***** Records shown
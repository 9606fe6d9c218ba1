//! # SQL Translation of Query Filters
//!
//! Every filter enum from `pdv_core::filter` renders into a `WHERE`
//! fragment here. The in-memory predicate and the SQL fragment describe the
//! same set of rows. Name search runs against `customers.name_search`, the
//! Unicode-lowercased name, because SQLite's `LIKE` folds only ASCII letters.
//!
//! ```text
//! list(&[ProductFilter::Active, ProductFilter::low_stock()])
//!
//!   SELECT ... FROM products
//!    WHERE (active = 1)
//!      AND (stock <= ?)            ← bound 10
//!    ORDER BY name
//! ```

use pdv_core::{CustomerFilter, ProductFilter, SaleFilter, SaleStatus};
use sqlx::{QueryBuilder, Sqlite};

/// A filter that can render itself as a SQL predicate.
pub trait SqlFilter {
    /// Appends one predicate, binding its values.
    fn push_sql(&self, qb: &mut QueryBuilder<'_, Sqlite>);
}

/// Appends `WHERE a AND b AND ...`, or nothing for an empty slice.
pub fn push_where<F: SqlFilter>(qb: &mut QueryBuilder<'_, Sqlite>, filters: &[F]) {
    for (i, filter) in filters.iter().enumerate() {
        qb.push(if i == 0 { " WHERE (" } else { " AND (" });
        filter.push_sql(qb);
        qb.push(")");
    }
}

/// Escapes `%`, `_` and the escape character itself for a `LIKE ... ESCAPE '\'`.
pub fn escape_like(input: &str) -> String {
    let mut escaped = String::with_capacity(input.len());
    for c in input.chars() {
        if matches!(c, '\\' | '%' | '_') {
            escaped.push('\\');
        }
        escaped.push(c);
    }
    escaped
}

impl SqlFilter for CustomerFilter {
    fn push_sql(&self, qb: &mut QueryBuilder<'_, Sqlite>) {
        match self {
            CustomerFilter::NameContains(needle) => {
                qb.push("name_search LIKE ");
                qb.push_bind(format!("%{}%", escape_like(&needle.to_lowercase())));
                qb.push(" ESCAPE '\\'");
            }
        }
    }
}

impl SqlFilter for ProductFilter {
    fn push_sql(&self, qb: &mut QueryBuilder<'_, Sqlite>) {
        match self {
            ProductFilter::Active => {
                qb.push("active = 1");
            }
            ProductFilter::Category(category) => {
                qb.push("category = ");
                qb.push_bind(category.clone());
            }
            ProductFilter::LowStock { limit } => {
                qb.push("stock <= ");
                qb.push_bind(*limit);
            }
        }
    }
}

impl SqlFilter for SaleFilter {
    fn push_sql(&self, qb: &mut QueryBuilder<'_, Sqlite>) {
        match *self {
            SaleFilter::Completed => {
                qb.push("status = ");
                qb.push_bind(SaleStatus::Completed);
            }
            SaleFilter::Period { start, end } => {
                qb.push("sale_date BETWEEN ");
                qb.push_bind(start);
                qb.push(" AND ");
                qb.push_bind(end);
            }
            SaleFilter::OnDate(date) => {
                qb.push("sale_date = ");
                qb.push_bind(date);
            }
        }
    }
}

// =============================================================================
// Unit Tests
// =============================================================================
**********
== Exercise directions ==
Every line above that holds the word "CustomerFilter" needs to be copied.

== Written response ==
use pdv_core::{CustomerFilter, ProductFilter, SaleFilter, SaleStatus};
impl SqlFilter for CustomerFilter {
            CustomerFilter::NameContains(needle) => {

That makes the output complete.